── Data section ──
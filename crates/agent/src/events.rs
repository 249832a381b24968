//! Structured logging of domain events.

use recruitr_core::event::{DomainEvent, EventBus};
use tokio::sync::broadcast::error::RecvError;
use tokio::task::JoinHandle;
use tracing::{debug, info, warn};

/// Log every event published on `bus` until the bus is dropped.
pub fn spawn_event_logger(bus: &EventBus) -> JoinHandle<()> {
    let mut rx = bus.subscribe();
    tokio::spawn(async move {
        loop {
            match rx.recv().await {
                Ok(event) => log_event(&event),
                Err(RecvError::Lagged(skipped)) => {
                    warn!(skipped, "Event logger fell behind");
                }
                Err(RecvError::Closed) => break,
            }
        }
    })
}

fn log_event(event: &DomainEvent) {
    match event {
        DomainEvent::TurnCompleted {
            session_id,
            rounds,
            tokens_used,
            ..
        } => info!(target: "recruitr::events", %session_id, rounds, tokens_used, "turn_completed"),
        DomainEvent::ToolExecuted {
            session_id,
            tool_name,
            success,
            duration_ms,
            ..
        } => debug!(target: "recruitr::events", %session_id, %tool_name, success, duration_ms, "tool_executed"),
        DomainEvent::SessionReset {
            session_id, reason, ..
        } => info!(target: "recruitr::events", %session_id, ?reason, "session_reset"),
        DomainEvent::ErrorOccurred {
            context,
            error_message,
            ..
        } => warn!(target: "recruitr::events", %context, %error_message, "error_occurred"),
    }
}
───
→ **Problem details**
Some lines in the data above hold the string "reason". Find and copy each of them.

→ **Finished task**
            session_id, reason, ..
        } => info!(target: "recruitr::events", %session_id, ?reason, "session_reset"),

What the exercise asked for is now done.